TASK DESCRIPTION
Check each line of the material for the string "GameOver", and copy the lines that have it.

GIVEN INFORMATION

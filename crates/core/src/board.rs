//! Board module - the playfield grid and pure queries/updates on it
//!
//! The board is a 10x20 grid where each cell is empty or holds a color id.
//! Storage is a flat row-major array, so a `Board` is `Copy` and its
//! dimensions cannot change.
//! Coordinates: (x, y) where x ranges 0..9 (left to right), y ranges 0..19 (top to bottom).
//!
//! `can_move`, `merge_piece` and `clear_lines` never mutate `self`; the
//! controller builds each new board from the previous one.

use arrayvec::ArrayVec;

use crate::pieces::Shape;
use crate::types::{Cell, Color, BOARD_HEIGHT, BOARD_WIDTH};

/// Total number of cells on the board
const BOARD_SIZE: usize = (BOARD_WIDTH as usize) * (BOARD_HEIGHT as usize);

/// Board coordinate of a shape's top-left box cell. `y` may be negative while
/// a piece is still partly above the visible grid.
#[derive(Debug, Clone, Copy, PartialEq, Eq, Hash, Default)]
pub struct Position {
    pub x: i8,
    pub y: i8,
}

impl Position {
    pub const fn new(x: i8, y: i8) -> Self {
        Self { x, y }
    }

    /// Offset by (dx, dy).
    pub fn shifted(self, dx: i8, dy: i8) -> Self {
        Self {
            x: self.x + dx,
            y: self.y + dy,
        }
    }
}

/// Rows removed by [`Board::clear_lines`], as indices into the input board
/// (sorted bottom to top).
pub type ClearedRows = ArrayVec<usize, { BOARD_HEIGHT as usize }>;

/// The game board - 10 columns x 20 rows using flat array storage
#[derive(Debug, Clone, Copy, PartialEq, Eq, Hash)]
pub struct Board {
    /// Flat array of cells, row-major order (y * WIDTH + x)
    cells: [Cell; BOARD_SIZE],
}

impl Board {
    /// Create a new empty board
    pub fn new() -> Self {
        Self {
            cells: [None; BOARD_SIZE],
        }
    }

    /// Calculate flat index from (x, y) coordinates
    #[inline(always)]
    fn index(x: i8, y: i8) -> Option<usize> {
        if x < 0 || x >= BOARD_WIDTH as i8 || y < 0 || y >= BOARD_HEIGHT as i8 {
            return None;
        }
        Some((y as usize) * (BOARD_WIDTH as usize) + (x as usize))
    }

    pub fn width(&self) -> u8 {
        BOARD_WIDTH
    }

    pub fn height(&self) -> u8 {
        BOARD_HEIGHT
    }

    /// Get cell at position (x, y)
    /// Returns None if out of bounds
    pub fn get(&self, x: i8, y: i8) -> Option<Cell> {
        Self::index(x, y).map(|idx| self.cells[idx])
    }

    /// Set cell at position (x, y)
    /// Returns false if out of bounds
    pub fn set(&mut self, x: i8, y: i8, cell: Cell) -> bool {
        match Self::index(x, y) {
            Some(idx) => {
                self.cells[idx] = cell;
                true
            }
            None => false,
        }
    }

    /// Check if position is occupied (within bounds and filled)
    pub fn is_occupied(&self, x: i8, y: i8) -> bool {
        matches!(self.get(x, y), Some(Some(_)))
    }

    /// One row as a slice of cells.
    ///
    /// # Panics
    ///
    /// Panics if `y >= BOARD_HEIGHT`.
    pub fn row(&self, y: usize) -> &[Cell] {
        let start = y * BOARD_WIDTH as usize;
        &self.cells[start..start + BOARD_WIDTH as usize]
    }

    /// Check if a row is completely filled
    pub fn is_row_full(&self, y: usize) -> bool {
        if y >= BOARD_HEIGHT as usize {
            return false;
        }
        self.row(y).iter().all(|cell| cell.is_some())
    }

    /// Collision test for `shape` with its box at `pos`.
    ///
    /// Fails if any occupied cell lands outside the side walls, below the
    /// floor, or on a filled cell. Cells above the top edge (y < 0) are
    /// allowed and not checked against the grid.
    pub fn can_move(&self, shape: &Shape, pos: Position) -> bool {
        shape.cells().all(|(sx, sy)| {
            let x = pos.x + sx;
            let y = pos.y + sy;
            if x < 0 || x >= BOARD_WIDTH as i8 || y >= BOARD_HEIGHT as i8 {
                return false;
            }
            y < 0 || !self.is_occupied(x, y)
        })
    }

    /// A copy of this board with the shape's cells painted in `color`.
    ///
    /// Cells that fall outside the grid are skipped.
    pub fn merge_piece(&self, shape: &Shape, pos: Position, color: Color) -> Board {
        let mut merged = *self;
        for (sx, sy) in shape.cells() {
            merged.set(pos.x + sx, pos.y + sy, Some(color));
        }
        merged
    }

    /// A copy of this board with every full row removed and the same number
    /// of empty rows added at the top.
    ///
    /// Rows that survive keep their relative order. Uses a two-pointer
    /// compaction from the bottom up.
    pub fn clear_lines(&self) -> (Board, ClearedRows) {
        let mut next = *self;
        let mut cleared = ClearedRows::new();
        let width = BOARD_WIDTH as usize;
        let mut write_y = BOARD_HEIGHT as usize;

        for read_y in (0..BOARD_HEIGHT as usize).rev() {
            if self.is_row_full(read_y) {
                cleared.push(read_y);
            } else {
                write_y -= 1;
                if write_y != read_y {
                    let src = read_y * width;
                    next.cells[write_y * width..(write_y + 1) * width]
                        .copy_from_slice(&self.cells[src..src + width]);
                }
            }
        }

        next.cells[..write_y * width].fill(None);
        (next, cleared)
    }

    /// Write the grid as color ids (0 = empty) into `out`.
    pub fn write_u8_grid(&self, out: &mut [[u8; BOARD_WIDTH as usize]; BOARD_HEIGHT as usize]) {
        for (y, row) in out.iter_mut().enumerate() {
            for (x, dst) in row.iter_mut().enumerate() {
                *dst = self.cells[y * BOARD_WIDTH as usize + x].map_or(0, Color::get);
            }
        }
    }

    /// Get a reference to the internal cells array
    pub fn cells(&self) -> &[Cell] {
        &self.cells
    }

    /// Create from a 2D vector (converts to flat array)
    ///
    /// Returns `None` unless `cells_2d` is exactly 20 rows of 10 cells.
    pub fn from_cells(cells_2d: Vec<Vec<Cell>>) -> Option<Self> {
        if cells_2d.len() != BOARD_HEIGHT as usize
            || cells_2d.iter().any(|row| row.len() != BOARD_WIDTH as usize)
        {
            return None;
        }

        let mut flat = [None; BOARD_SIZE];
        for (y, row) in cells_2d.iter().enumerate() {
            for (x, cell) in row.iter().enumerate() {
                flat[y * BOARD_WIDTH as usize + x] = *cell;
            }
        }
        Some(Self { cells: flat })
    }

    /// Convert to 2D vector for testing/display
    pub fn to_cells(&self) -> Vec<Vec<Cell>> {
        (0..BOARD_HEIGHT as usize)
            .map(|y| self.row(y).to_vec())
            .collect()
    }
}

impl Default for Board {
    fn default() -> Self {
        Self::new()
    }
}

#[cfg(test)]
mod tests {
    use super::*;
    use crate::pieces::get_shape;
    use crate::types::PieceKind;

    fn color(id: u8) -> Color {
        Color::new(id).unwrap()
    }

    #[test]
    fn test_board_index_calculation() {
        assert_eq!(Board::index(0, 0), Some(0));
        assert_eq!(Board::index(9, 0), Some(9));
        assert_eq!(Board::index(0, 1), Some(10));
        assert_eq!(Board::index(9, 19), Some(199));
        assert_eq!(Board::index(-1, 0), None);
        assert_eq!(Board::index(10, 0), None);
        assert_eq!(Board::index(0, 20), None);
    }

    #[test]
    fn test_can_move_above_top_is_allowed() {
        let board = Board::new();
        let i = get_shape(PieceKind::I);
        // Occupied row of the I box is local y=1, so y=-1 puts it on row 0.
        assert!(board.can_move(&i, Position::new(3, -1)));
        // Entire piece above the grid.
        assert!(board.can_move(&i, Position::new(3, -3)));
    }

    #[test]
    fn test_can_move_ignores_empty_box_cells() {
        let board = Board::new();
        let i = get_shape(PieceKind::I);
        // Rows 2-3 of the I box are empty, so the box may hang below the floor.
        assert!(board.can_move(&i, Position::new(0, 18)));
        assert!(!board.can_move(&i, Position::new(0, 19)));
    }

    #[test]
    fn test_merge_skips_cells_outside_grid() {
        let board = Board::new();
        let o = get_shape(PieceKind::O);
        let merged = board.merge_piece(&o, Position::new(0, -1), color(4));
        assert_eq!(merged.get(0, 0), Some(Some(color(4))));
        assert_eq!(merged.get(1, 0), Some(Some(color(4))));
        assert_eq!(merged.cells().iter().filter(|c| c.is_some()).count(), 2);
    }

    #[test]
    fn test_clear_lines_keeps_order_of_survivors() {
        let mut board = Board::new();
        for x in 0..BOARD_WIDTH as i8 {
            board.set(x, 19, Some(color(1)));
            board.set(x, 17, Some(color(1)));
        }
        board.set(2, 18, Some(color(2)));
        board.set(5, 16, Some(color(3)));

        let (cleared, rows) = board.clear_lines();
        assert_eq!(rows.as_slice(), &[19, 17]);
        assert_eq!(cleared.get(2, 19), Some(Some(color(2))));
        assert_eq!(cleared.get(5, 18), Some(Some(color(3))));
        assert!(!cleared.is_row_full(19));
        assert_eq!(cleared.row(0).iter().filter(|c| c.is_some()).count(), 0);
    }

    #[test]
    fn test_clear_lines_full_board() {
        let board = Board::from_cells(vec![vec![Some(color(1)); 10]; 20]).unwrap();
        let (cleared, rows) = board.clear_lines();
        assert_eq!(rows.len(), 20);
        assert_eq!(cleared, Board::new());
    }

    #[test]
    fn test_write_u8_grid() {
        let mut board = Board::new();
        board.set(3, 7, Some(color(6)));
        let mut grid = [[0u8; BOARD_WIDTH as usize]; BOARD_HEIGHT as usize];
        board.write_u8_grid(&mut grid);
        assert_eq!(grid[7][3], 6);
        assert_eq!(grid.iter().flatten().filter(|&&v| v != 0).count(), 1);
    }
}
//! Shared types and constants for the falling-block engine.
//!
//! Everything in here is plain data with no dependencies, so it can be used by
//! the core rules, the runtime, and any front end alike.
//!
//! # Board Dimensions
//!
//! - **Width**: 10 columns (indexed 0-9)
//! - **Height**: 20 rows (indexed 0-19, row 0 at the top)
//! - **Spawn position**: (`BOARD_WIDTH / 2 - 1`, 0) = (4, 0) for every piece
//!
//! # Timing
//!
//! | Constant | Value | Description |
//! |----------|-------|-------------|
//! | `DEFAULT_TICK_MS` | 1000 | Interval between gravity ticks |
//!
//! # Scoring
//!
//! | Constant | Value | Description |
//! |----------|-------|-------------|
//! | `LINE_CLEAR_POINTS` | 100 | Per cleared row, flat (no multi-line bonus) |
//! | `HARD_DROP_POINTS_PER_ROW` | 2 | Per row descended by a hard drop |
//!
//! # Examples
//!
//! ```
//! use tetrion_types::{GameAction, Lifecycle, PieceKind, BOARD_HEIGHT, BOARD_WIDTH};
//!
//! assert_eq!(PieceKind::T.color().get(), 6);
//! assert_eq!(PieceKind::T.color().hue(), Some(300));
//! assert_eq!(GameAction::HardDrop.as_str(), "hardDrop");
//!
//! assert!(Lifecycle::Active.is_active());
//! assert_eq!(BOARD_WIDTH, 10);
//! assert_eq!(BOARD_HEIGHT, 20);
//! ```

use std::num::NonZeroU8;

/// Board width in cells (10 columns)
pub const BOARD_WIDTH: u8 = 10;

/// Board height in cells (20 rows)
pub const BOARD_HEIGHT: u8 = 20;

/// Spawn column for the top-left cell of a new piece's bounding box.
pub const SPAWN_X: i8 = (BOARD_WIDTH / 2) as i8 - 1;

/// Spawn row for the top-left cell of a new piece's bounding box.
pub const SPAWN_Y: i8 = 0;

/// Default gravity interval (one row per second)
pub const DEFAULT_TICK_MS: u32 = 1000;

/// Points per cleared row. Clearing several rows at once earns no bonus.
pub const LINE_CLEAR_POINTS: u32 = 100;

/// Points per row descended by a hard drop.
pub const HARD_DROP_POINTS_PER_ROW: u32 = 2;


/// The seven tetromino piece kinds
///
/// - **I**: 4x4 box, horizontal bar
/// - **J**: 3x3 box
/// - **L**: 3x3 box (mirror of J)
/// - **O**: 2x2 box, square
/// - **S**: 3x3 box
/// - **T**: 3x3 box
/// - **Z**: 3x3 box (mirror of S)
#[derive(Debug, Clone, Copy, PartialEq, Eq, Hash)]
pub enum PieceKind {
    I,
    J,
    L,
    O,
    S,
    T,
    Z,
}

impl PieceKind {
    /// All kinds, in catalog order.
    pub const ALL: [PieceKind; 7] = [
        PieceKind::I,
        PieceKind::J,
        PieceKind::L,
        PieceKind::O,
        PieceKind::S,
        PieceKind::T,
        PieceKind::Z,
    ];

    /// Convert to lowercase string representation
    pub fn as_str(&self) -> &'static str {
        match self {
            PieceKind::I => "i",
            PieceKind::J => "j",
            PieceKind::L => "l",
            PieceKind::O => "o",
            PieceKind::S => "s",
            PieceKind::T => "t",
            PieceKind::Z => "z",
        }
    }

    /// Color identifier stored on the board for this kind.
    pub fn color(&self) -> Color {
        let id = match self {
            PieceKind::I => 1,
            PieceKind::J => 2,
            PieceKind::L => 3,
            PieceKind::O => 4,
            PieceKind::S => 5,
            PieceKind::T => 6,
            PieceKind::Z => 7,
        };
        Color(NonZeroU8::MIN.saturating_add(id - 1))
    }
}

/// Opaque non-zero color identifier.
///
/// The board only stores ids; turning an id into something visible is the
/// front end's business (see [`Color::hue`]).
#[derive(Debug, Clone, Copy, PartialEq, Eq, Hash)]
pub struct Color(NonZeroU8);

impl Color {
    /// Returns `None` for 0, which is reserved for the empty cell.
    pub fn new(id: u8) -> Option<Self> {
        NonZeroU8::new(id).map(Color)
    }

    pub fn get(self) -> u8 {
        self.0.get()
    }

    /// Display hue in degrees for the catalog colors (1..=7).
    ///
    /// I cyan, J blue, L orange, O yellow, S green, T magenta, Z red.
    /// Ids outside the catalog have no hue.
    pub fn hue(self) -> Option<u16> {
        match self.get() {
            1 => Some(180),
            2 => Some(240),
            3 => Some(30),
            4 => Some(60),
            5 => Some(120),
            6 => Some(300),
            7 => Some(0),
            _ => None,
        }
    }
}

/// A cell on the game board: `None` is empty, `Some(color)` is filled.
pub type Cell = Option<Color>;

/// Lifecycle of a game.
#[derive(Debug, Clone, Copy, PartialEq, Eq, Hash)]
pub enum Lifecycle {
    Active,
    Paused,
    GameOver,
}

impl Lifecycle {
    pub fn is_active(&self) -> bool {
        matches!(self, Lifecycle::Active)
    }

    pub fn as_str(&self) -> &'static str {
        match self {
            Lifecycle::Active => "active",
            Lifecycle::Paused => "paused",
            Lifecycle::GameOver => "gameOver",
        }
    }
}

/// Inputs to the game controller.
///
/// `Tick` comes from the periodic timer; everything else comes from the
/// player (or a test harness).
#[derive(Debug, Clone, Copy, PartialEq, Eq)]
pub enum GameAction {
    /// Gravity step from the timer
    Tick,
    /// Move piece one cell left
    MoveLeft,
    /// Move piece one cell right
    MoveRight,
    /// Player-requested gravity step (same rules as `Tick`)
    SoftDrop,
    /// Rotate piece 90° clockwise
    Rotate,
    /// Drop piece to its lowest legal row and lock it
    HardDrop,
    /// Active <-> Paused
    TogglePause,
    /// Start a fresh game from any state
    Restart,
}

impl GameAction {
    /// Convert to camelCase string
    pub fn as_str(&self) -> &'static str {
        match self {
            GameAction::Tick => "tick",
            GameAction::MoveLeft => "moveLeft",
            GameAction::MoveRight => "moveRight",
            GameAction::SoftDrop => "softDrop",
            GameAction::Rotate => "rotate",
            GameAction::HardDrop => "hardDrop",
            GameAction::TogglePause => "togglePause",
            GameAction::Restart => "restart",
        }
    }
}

RESULT OF THIS TASK
    GameOver,
            Lifecycle::GameOver => "gameOver",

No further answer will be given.